Pricing for the searches are based on the total number of students, averaging from $15 to $20 per student for small districts to as low as $1.50 per student for very large districts with hundreds of thousands of students.

Under the Family Education Rights and Privacy Act (FERPA), there are limits to the ways schools can release personal information about students and their families. But residency auditing services like VerifyResidence.com can access parents’ information because as contractors, they are doing work that normally would be done by the school district, said NBSA attorney Trainor.

Besides privacy, another concern about residency auditing is fairness. “We want to make sure that investigations are not just looking into one type of student,” Trainor said.

The districts most vulnerable to boundary hoppers tend to be high-performing, affluent districts that border poorer districts. Because the search audits the entire student roster in a batch, the service can help schools avoid accusations of investigating certain students based on class or racial bias, Mesis said.

Across the nation, states and districts vary in how they choose to handle boundary hopping. In California, Napa Valley Unified School District hired a former administrator specifically to investigate enrollment after about 300 out of 680 high school freshmen left one school for another in a single school year, said the Napa Valley Register.

In Palm Beach County, Fla., steps to tighten documentation requirements for enrollment were met with backlash and accusations of discriminating against undocumented immigrants, reported the Palm Beach Post. In response, the district created an appeals process and expanded the range of documents allowed for proof of residence.

“Within Texas, practices vary widely among districts,” said Joy Baskin, director of legal services for the Texas Association of School Boards. High-growth and high-performance districts, such as those around Dallas, Houston, and San Antonio, are concerned by an influx of improperly enrolled students.
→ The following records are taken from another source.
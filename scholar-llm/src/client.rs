//! HTTP client for Ollama and OpenAI-compatible backends.

use std::future::Future;
use std::time::{Duration, Instant};

use reqwest::{Client, RequestBuilder};
use serde_json::{Value, json};
use tracing::{debug, warn};

use crate::config::{LlmConfig, ProviderKind};
use crate::error::LlmError;
use crate::scripted::ScriptedGenerator;
use crate::types::{GenerationRequest, GenerationResponse};
use crate::TextGenerator;

/// Provider backend for HTTP inference.
#[derive(Debug, Clone)]
pub enum LlmProvider {
    /// Ollama running locally.
    Ollama {
        /// e.g. `http://localhost:11434`.
        base_url: String,
    },
    /// OpenAI-compatible API.
    OpenAiCompatible {
        /// e.g. `https://api.openai.com`.
        base_url: String,
        /// Bearer token.
        api_key: String,
    },
    /// No backend; all calls fail so callers fall back to templates.
    None,
}

/// Routes requests to the configured HTTP backend with retries.
#[derive(Debug, Clone)]
pub struct LlmClient {
    provider: LlmProvider,
    http: Client,
    model: String,
    max_retries: u32,
}

impl LlmClient {
    /// Create a new client.
    #[must_use]
    pub fn new(provider: LlmProvider, model: impl Into<String>, max_retries: u32) -> Self {
        Self {
            provider,
            http: Client::new(),
            model: model.into(),
            max_retries,
        }
    }

    /// A client with no backend.
    #[must_use]
    pub fn none() -> Self {
        Self::new(LlmProvider::None, String::new(), 0)
    }

    /// Whether a backend is configured.
    #[must_use]
    pub fn is_available(&self) -> bool {
        !matches!(self.provider, LlmProvider::None)
    }

    /// Send `request`, retrying up to `max_retries` times.
    ///
    /// # Errors
    /// [`LlmError::Unavailable`] without a backend, [`LlmError::ParseError`]
    /// for unreadable bodies, [`LlmError::Timeout`] when every attempt timed
    /// out, [`LlmError::RetriesExhausted`] otherwise.
    pub async fn complete(&self, request: &GenerationRequest) -> Result<GenerationResponse, LlmError> {
        let backend = match &self.provider {
            LlmProvider::None => {
                return Err(LlmError::Unavailable("No LLM provider configured".into()));
            }
            LlmProvider::Ollama { .. } => "Ollama",
            LlmProvider::OpenAiCompatible { .. } => "OpenAI",
        };

        let attempts = self.max_retries + 1;
        let mut timeouts = 0;
        let mut last_error = String::new();
        for attempt in 0..=self.max_retries {
            if attempt > 0 {
                debug!(
                    backend,
                    attempt = attempt + 1,
                    of = self.max_retries + 1,
                    "Retrying LLM call"
                );
            }

            let Some(builder) = self.build(request) else {
                return Err(LlmError::Unavailable("No LLM provider configured".into()));
            };
            let start = Instant::now();
            let result = builder
                .timeout(Duration::from_millis(request.timeout_ms))
                .send()
                .await;
            let latency_ms = u64::try_from(start.elapsed().as_millis()).unwrap_or(u64::MAX);

            match result {
                Ok(resp) if resp.status().is_success() => {
                    let body: Value = resp
                        .json()
                        .await
                        .map_err(|e| LlmError::ParseError(e.to_string()))?;
                    let (text, tokens) = self.extract(&body)?;
                    return Ok(GenerationResponse {
                        text,
                        tokens_generated: tokens,
                        latency_ms,
                        model: self.model.clone(),
                    });
                }
                Ok(resp) => {
                    last_error = format!("HTTP {}", resp.status());
                    warn!(backend, error = %last_error, "LLM backend returned error");
                }
                Err(e) => {
                    last_error = e.to_string();
                    if e.is_timeout() {
                        timeouts += 1;
                        warn!(backend, timeout_ms = request.timeout_ms, "LLM request timed out");
                    } else {
                        warn!(backend, error = %last_error, "LLM request failed");
                    }
                }
            }
        }

        if timeouts == attempts {
            return Err(LlmError::Timeout(request.timeout_ms));
        }
        Err(LlmError::RetriesExhausted { attempts, last_error })
    }

    fn build(&self, request: &GenerationRequest) -> Option<RequestBuilder> {
        match &self.provider {
            LlmProvider::None => None,
            LlmProvider::Ollama { base_url } => {
                let body = json!({
                    "model": self.model,
                    "prompt": format!("{}\n\n{}", request.system, request.user),
                    "stream": false,
                    "options": {
                        "temperature": request.temperature,
                        "num_predict": request.max_tokens,
                    }
                });
                Some(self.http.post(format!("{base_url}/api/generate")).json(&body))
            }
            LlmProvider::OpenAiCompatible { base_url, api_key } => {
                let body = json!({
                    "model": self.model,
                    "messages": [
                        { "role": "system", "content": request.system },
                        { "role": "user", "content": request.user },
                    ],
                    "max_tokens": request.max_tokens,
                    "temperature": request.temperature,
                });
                Some(
                    self.http
                        .post(format!("{base_url}/v1/chat/completions"))
                        .bearer_auth(api_key)
                        .json(&body),
                )
            }
        }
    }

    fn extract(&self, body: &Value) -> Result<(String, u32), LlmError> {
        let (text, tokens) = match self.provider {
            LlmProvider::Ollama { .. } => (body["response"].as_str(), body["eval_count"].as_u64()),
            LlmProvider::OpenAiCompatible { .. } => (
                body["choices"][0]["message"]["content"].as_str(),
                body["usage"]["completion_tokens"].as_u64(),
            ),
            LlmProvider::None => (None, None),
        };
        let text = text
            .map(str::trim)
            .filter(|t| !t.is_empty())
            .ok_or_else(|| LlmError::ParseError(format!("no text in response: {body}")))?;
        let tokens = tokens.and_then(|t| u32::try_from(t).ok()).unwrap_or(0);
        Ok((text.to_string(), tokens))
    }
}

impl TextGenerator for LlmClient {
    fn generate(
        &self,
        request: &GenerationRequest,
    ) -> impl Future<Output = Result<GenerationResponse, LlmError>> + Send {
        self.complete(request)
    }

    fn backend(&self) -> &str {
        match self.provider {
            LlmProvider::Ollama { .. } => "ollama",
            LlmProvider::OpenAiCompatible { .. } => "openai",
            LlmProvider::None => "none",
        }
    }
}

/// The generator selected by an `[llm]` section.
#[derive(Debug)]
pub enum ConfiguredGenerator {
    /// An HTTP backend (or the `None` provider).
    Http(LlmClient),
    /// Offline canned replies.
    Scripted(ScriptedGenerator),
}

impl ConfiguredGenerator {
    /// Build the backend named by `config`.
    ///
    /// # Errors
    /// [`LlmError::ConfigError`] for an invalid section or a missing API key.
    pub fn from_config(config: &LlmConfig) -> Result<Self, LlmError> {
        config.validate()?;
        let base_url = config.base_url.trim_end_matches('/').to_string();
        let generator = match config.provider {
            ProviderKind::Scripted => Self::Scripted(ScriptedGenerator::new(config.seed)),
            ProviderKind::None => Self::Http(LlmClient::none()),
            ProviderKind::Ollama => Self::Http(LlmClient::new(
                LlmProvider::Ollama { base_url },
                &config.model,
                config.max_retries,
            )),
            ProviderKind::OpenAiCompatible => {
                let api_key = std::env::var(&config.api_key_env).map_err(|_| {
                    LlmError::ConfigError(format!("environment variable {} is not set", config.api_key_env))
                })?;
                Self::Http(LlmClient::new(
                    LlmProvider::OpenAiCompatible { base_url, api_key },
                    &config.model,
                    config.max_retries,
                ))
            }
        };
        Ok(generator)
    }
}

impl TextGenerator for ConfiguredGenerator {
    async fn generate(&self, request: &GenerationRequest) -> Result<GenerationResponse, LlmError> {
        match self {
            Self::Http(client) => client.complete(request).await,
            Self::Scripted(scripted) => scripted.generate(request).await,
        }
    }

    fn backend(&self) -> &str {
        match self {
            Self::Http(client) => client.backend(),
            Self::Scripted(scripted) => scripted.backend(),
        }
    }
}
On the other hand, shrinking rural districts have less incentive to invest time and money in investigating such students, or they might even have an open door policy.

State laws provide the legal framework for violation of attendance boundaries to be considered a crime, but cases typically are handled informally in conferences between school administrators and students, Baskin said.

Residency verification cases can be complicated, as they range from the blatantly wrong—as in the case of parents who drop off their child at a bus stop for a different school district—to the ignorant, like parents who do not understand that merely owning property in a district is not the same as establishing residency.

Some cases are even more ambiguous, as in some border areas where a student might actually reside in Mexico but spend most of the week with a relative in Texas. “These are really tough issues, because if they’re spending the majority of their time in a relative’s home, that may really be their residence,” Baskin said.

“All we’re doing is providing data. It’s up to the school to decide what to do with that data—we’re not saying if this student is illegal,” said Mesis.

Before, schools were “only able to go by tips to know who needs more investigation, so their actions were more reactive than proactive,” Mesis said. “The technology now provides schools with a proactive way to determine residency.”